(EXERCISE OBJECTIVE):
Lines from the one containing "pub use memory::InMemoryExceptionSink;" to the end of the data below are to be restated exactly, with both ends included and nothing else.

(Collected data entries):
---------------
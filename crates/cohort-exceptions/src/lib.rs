//! # cohort-exceptions
//!
//! Records rule failures raised while a file moves through the pipeline and
//! lets operators resolve them per participant.
//!
//! - [`ExceptionSink`]: create, resolve and list exceptions
//! - [`InMemoryExceptionSink`]: lock-guarded implementation for tests, the
//!   CLI and the server

pub mod error;
pub mod memory;
pub mod traits;
pub mod types;

pub use error::{ExceptionError, Result};
pub use memory::InMemoryExceptionSink;
pub use traits::ExceptionSink;
pub use types::{ExceptionEntry, NewException, Resolution};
---------------
(EXERCISE RESULT):
pub use memory::InMemoryExceptionSink;
pub use traits::ExceptionSink;
pub use types::{ExceptionEntry, NewException, Resolution};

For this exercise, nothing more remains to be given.